Abstract
1. Hepatocytes were isolated from untreated and phenobarbitone (PB)-treated Mongolian gerbils by lobe perfusion. Yields were approx. 20 ± 106 cells/g liver and viability was 95 ± 1%.
2. PB treatment significantly increased the total cytochrome P-450 content, and the 7-ethoxycoumarin O-deethylase, p-nitrophenol hydroxylase and coumarin 7-hydroxylase activities, relative to those of untreated gerbils, measured in homogenates of freshly isolated hepatocytes.
3. After 24 h in culture the cytochrome P-450 content of hepatocyte homogenates from both untreated and PB-treated gerbils was 40–45% that of the corresponding values of freshly isolated hepatocytes.

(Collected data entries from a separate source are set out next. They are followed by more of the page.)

use crate::compiler::core::build_node;
use crate::error::{Result, WanoError};
use crate::nodes::{MultipleOf, Node, NodeData, NodeId};
use crate::runtime::dependency::Observers;
use crate::runtime::walker;
use serde_json::Value;
use std::collections::HashSet;
use tracing::{debug, info, warn};

/// Arena holding every node of one WaNo document.
///
/// Children are owned through `NodeId`s stored in their parent's data;
/// `parent` is a plain back-reference. Deleted subtrees stay in the arena
/// unreachable, so ids never shift. Slots are not reused: the arena grows
/// with every add/delete cycle until the document is reloaded.
#[derive(Debug, Clone, Default)]
pub struct WanoTree {
    nodes: Vec<Node>,
    root: NodeId,
    observers: Observers,
}

impl WanoTree {
    pub(crate) fn alloc(&mut self, node: Node) -> NodeId {
        self.nodes.push(node);
        NodeId(self.nodes.len() - 1)
    }

    pub(crate) fn set_root(&mut self, root: NodeId) {
        self.root = root;
    }

    pub(crate) fn node_mut(&mut self, id: NodeId) -> &mut Node {
        &mut self.nodes[id.0]
    }

    pub(crate) fn observers_mut(&mut self) -> &mut Observers {
        &mut self.observers
    }

    pub fn root(&self) -> NodeId {
        self.root
    }

    pub fn node(&self, id: NodeId) -> &Node {
        &self.nodes[id.0]
    }

    pub fn full_path(&self, id: NodeId) -> &str {
        &self.node(id).full_path
    }

    /// Walks `path` segment by segment. Dicts are addressed by name, lists
    /// and MultipleOf instances by index; a switch is transparent and
    /// forwards the segment to its active alternative.
    pub fn resolve(&self, path: &str) -> Option<NodeId> {
        self.resolve_from(self.root, path)
    }

    pub fn resolve_from(&self, start: NodeId, path: &str) -> Option<NodeId> {
        if path.is_empty() {
            return Some(start);
        }
        path.split('.')
            .try_fold(start, |current, segment| self.child_by_segment(current, segment))
    }

    fn child_by_segment(&self, id: NodeId, segment: &str) -> Option<NodeId> {
        match &self.node(id).data {
            NodeData::Dict(map) => map.get(segment).copied(),
            NodeData::List(items) => segment.parse::<usize>().ok().and_then(|i| items.get(i).copied()),
            NodeData::MultipleOf(m) => segment
                .parse::<usize>()
                .ok()
                .and_then(|i| m.instances.get(i).copied()),
            NodeData::Switch(s) => self.child_by_segment(s.active_node()?, segment),
            NodeData::Leaf(_) | NodeData::Choice(_) | NodeData::None => None,
        }
    }

    pub fn lookup(&self, path: &str) -> Result<NodeId> {
        self.resolve(path)
            .ok_or_else(|| WanoError::UnknownPath(path.to_string()))
    }

    pub fn get(&self, path: &str) -> Result<&Node> {
        self.lookup(path).map(|id| self.node(id))
    }

    pub fn get_data(&self, path: &str) -> Result<Value> {
        self.lookup(path).map(|id| walker::plain_data_of(self, id))
    }

    /// Sets a leaf from its text form, or a dropdown by entry string.
    pub fn set_value(&mut self, path: &str, text: &str) -> Result<()> {
        let id = self.lookup(path)?;
        let full_path = self.node(id).full_path.clone();
        match &mut self.node_mut(id).data {
            NodeData::Leaf(leaf) => leaf.set_text(text, &full_path)?,
            NodeData::Choice(choice) => {
                if !choice.set_chosen_value(text) {
                    return Err(WanoError::InvalidValue {
                        path: full_path,
                        value: text.to_string(),
                        expected: "one of the dropdown entries",
                    });
                }
            }
            _ => {
                return Err(WanoError::UnsupportedOperation {
                    path: full_path,
                    operation: "set_value",
                });
            }
        }
        debug!(path = %full_path, value = text, "value changed");
        self.propagate(&full_path);
        Ok(())
    }

    pub fn set_chosen(&mut self, path: &str, index: usize) -> Result<()> {
        let id = self.lookup(path)?;
        let full_path = self.node(id).full_path.clone();
        match &mut self.node_mut(id).data {
            NodeData::Choice(choice) => {
                if !choice.set_chosen(index) {
                    return Err(WanoError::InvalidValue {
                        path: full_path,
                        value: index.to_string(),
                        expected: "an entry index",
                    });
                }
            }
            _ => {
                return Err(WanoError::UnsupportedOperation {
                    path: full_path,
                    operation: "set_chosen",
                });
            }
        }
        self.propagate(&full_path);
        Ok(())
    }

    /// Appends a new MultipleOf instance holding a copy of instance 0's
    /// current values. Saved and reloaded documents behave the same, since
    /// instance 0 is what the file keeps.
    pub fn add_item(&mut self, path: &str) -> Result<NodeId> {
        let id = self.lookup(path)?;
        let full_path = self.node(id).full_path.clone();
        let (first, index) = match &self.node(id).data {
            NodeData::MultipleOf(m) => match m.instances.first() {
                Some(&first) => (first, m.len()),
                None => return Err(WanoError::MissingElement(MultipleOf::INSTANCE_TAG.to_string())),
            },
            _ => {
                return Err(WanoError::UnsupportedOperation {
                    path: full_path,
                    operation: "add_item",
                });
            }
        };
        let mut element = self.to_element(first);
        element.set_attr("id", index.to_string());

        let instance = build_node(
            self,
            &element,
            Some(id),
            index.to_string(),
            child_path(&full_path, &index.to_string()),
        )?;
        if let NodeData::MultipleOf(m) = &mut self.node_mut(id).data {
            m.instances.push(instance);
        }
        info!(path = %full_path, index, "added instance");

        let new_nodes: HashSet<NodeId> = self.subtree(instance).into_iter().collect();
        self.refresh(|node| new_nodes.contains(&node));
        self.propagate(&full_path);
        Ok(instance)
    }

    /// Removes the last instance. With a single instance left this does
    /// nothing and returns `Ok(false)`. The removed nodes keep their arena
    /// slots.
    pub fn delete_item(&mut self, path: &str) -> Result<bool> {
        let id = self.lookup(path)?;
        let full_path = self.node(id).full_path.clone();
        let removed = match &mut self.node_mut(id).data {
            NodeData::MultipleOf(m) => {
                if !m.can_delete() {
                    debug!(path = %full_path, "refusing to delete the last instance");
                    return Ok(false);
                }
                m.instances.pop()
            }
            _ => {
                return Err(WanoError::UnsupportedOperation {
                    path: full_path,
                    operation: "delete_item",
                });
            }
        };

        if let Some(removed) = removed {
            let gone: HashSet<NodeId> = self.subtree(removed).into_iter().collect();
            self.observers.forget(&gone);
            info!(path = %full_path, "deleted last instance");
        }
        self.propagate(&full_path);
        Ok(true)
    }

    pub fn active_alternative(&self, path: &str) -> Result<Option<&str>> {
        let node = self.get(path)?;
        match &node.data {
            NodeData::Switch(s) => Ok(s.active_name()),
            _ => Err(WanoError::UnsupportedOperation {
                path: node.full_path.clone(),
                operation: "active_alternative",
            }),
        }
    }

    /// A node is visible when its own condition and every ancestor's hold.
    pub fn is_visible(&self, path: &str) -> Result<bool> {
        let mut current = Some(self.lookup(path)?);
        while let Some(id) = current {
            let node = self.node(id);
            if let Some(visibility) = &node.visibility {
                if let Some(target) = self.resolve(&visibility.var_path) {
                    if !visibility.evaluate(&walker::plain_data_of(self, target)) {
                        return Ok(false);
                    }
                }
            }
            current = node.parent;
        }
        Ok(true)
    }

    /// All nodes owned by `id`, including `id`, in pre-order.
    pub fn subtree(&self, id: NodeId) -> Vec<NodeId> {
        let mut out = Vec::new();
        let mut stack = vec![id];
        while let Some(current) = stack.pop() {
            out.push(current);
            let mut children = self.node(current).data.children();
            children.reverse();
            stack.extend(children);
        }
        out
    }

    /// Re-evaluates every observer matching `filter`, then lets the changes
    /// settle. Used once after construction and for freshly added instances.
    pub(crate) fn refresh(&mut self, filter: impl Fn(NodeId) -> bool) {
        let mut changed = Vec::new();
        for id in self.observers.observers() {
            if filter(id) && self.reevaluate(id) {
                changed.push(self.node(id).full_path.clone());
            }
        }
        for path in changed {
            self.propagate(&path);
        }
    }

    /// Re-evaluates observers of `changed` until no observer changes state.
    fn propagate(&mut self, changed: &str) {
        let limit = self.observers.len() + 1;
        let mut pending = vec![changed.to_string()];
        let mut rounds = 0;

        while !pending.is_empty() && rounds < limit {
            rounds += 1;
            let mut affected: Vec<NodeId> = pending
                .iter()
                .flat_map(|path| self.observers.affected_by(path))
                .collect();
            affected.sort();
            affected.dedup();

            pending.clear();
            for id in affected {
                if self.reevaluate(id) {
                    pending.push(self.node(id).full_path.clone());
                }
            }
        }

        if !pending.is_empty() {
            warn!(path = changed, "change propagation did not settle, observers form a cycle");
        }
    }

    /// Returns whether the observer's state changed.
    fn reevaluate(&mut self, id: NodeId) -> bool {
        match &self.node(id).data {
            NodeData::Switch(s) => {
                let key = self
                    .resolve(&s.switch_path)
                    .and_then(|target| value_key(&walker::plain_data_of(self, target)));
                let Some(key) = key else {
                    debug!(switch_path = %s.switch_path, "switch path does not resolve to a value");
                    return false;
                };
                match &mut self.node_mut(id).data {
                    NodeData::Switch(s) => s.select(&key),
                    _ => false,
                }
            }
            NodeData::Choice(choice) => {
                let Some(source) = choice.dynamic.clone() else {
                    return false;
                };
                let entries = self.collect_entries(&source.collection_path, &source.subpath);
                match &mut self.node_mut(id).data {
                    NodeData::Choice(choice) => choice.replace_choices(entries),
                    _ => false,
                }
            }
            _ => false,
        }
    }

    fn collect_entries(&self, collection_path: &str, subpath: &str) -> Vec<String> {
        let Some(NodeData::MultipleOf(m)) = self.resolve(collection_path).map(|id| &self.node(id).data)
        else {
            debug!(collection_path, "dynamic dropdown source is not a MultipleOf");
            return Vec::new();
        };
        m.instances
            .iter()
            .filter_map(|&instance| self.resolve_from(instance, subpath))
            .filter_map(|id| value_key(&walker::plain_data_of(self, id)))
            .collect()
    }
}

pub(crate) fn child_path(parent: &str, name: &str) -> String {
    if parent.is_empty() {
        name.to_string()
    } else {
        format!("{parent}.{name}")
    }
}

/// String form of a scalar used to match name tables.
fn value_key(value: &Value) -> Option<String> {
    match value {
        Value::String(s) => Some(s.clone()),
        Value::Bool(b) => Some((if *b { "True" } else { "False" }).to_string()),
        Value::Number(n) => Some(n.to_string()),
        _ => None,
    }
}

This decrease was accompanied by selective losses of cytochrome P-450-dependent enzyme activities.
4. Erythromycin and benzphetamine N-demethylase, and p-nitrophenol hydroxylase, activities were well maintained over 24 h in culture, whilst 7-ethoxycoumarin O-deethylase and coumarin 7-hydroxylase activities were poorly maintained. In general, the stability of the monooxygenase activities measured was improved by PB treatment of gerbils.
5. The toxicity of coumarin, precocene I and precocene II to gerbil hepatocyte cultures was dose-dependent. Precocene II was significantly more toxic to hepatocytes cultured from PB-treated, compared with untreated, gerbils.
6. Gerbil hepatocyte cultures would seem to be appropriate for investigating species differences in metabolism-mediated cytotoxicity.